Stop ai diesel Euro 6 a partire dal 2025: cosa cambia per i veicoli in Italia
Nel crescente sforzo di ridurre l'inquinamento atmosferico nelle città, l'Italia sta accelerando il passo verso una transizione ecologica nel trasporto. A partire dal 1° ottobre 2025, entreranno in vigore nuove restrizioni alla circolazione: oltre ai veicoli benzina Euro 3, anche i diesel Euro 6 non potranno più circolare in determinate aree urbane, soprattutto nelle zone a traffico controllato come le Zone B delle grandi città.
Questa misura, già anticipata in diverse realtà locali come Milano e Roma, segna una tappa importante nel percorso di rinnovo del parco auto nazionale. Sebbene i diesel Euro 6 siano stati considerati un progresso tecnologico rispetto alle precedenti categorie, studi successivi hanno evidenziato come le emissioni di ossidi di azoto (NOx) in condizioni reali di guida rimangano significative, con ripercussioni sulla qualità dell'aria e sulla salute pubblica.

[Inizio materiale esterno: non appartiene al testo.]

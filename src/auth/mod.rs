//! Authentication Module
//! Mission: Signed identity tokens, refresh rotation and role-gated access

pub mod api;
pub mod config;
pub mod db;
pub mod error;
pub mod jwt;
pub mod middleware;
pub mod models;
pub mod password;
pub mod service;
pub mod session_store;
pub mod user_store;

pub use config::JwtConfig;
pub use error::AuthError;
pub use jwt::JwtHandler;
pub use password::PasswordHasher;
pub use service::AuthService;
pub use session_store::{SessionStore, SqliteSessionStore};
pub use user_store::UserStore;
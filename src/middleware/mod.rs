//! Middleware for observability.
//!
//! This module provides:
//! - Request logging with latency tracking

pub mod logging;

pub use logging::request_logging;
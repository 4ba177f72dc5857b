use axum::{
    http::StatusCode,
    middleware,
    response::Json,
    routing::{get, patch, post},
    Router,
};
use serde::{Deserialize, Serialize};
use tower_http::cors::CorsLayer;

use crate::{
    auth::{
        api as auth_api,
        middleware::{admin_token_auth, api_key_auth, identity_match, jwt_auth, require_role},
        models::UserRole,
        AuthService,
    },
    middleware::request_logging,
};

/// Create the API router
pub fn create_router(auth: AuthService) -> Router {
    // Service-key routes: callers without a user session
    let service_routes = Router::new()
        .route("/v1/users/signup", post(auth_api::sign_up_customer))
        .route("/v1/users/signin", post(auth_api::sign_in))
        .route("/v1/users/refresh", post(auth_api::refresh_session))
        .route("/v1/users/signout", post(auth_api::sign_out))
        .route_layer(middleware::from_fn_with_state(auth.clone(), api_key_auth));

    // Admin-only routes; the last route_layer runs first
    let admin_routes = Router::new()
        .route("/v1/users/signup-admin", post(auth_api::sign_up_admin))
        .route_layer(middleware::from_fn_with_state(auth.clone(), admin_token_auth))
        .route("/v1/users/admin/secret", get(auth_api::generate_admin_token))
        .route("/v1/users/:user_id/role", patch(auth_api::update_user_role))
        .route("/v1/appinfo/apikey", get(auth_api::generate_api_key))
        .route_layer(middleware::from_fn_with_state(UserRole::Admin, require_role))
        .route_layer(middleware::from_fn_with_state(auth.clone(), jwt_auth));

    // Own-resource routes
    let profile_routes = Router::new()
        .route("/v1/users/:user_id", get(auth_api::get_user_profile))
        .route_layer(middleware::from_fn(identity_match))
        .route_layer(middleware::from_fn_with_state(auth.clone(), jwt_auth));

    Router::new()
        .route("/", get(health_check))
        .merge(service_routes)
        .merge(admin_routes)
        .merge(profile_routes)
        .fallback(router_not_found)
        .with_state(auth)
        .layer(middleware::from_fn(request_logging))
        .layer(CorsLayer::permissive())
}

// ===== Route Handlers =====

/// Health check endpoint
async fn health_check() -> Json<HealthResponse> {
    Json(HealthResponse {
        status: "healthy".to_string(),
        version: env!("CARGO_PKG_VERSION").to_string(),
    })
}

async fn router_not_found() -> (StatusCode, Json<ErrorResponse>) {
    (
        StatusCode::NOT_FOUND,
        Json(ErrorResponse {
            error: "router not found".to_string(),
        }),
    )
}

// ===== Response Types =====

#[derive(Debug, Serialize, Deserialize)]
pub struct HealthResponse {
    pub status: String,
    pub version: String,
}

#[derive(Debug, Serialize, Deserialize)]
pub struct ErrorResponse {
    pub error: String,
}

Il piano non si ferma qui: si prevede che dal 2028 anche i veicoli a benzina Euro 4 saranno esclusi dalla circolazione nelle aree protette, mentre un ulteriore step è previsto per il 2030, quando anche i diesel Euro 6dtemp e Euro 6D – le versioni più aggiornate dello standard – dovranno abbandonare l'Area B.
Per i cittadini, il messaggio è chiaro: è tempo di pensare alla sostituzione dei veicoli più datati con modelli meno inquinanti, elettrici, ibridi o a basse emissioni. Le amministrazioni locali, intanto, puntano su incentivi per la rottamazione e sul potenziamento dei trasporti pubblici per accompagnare il cambiamento senza lasciare indietro nessuno.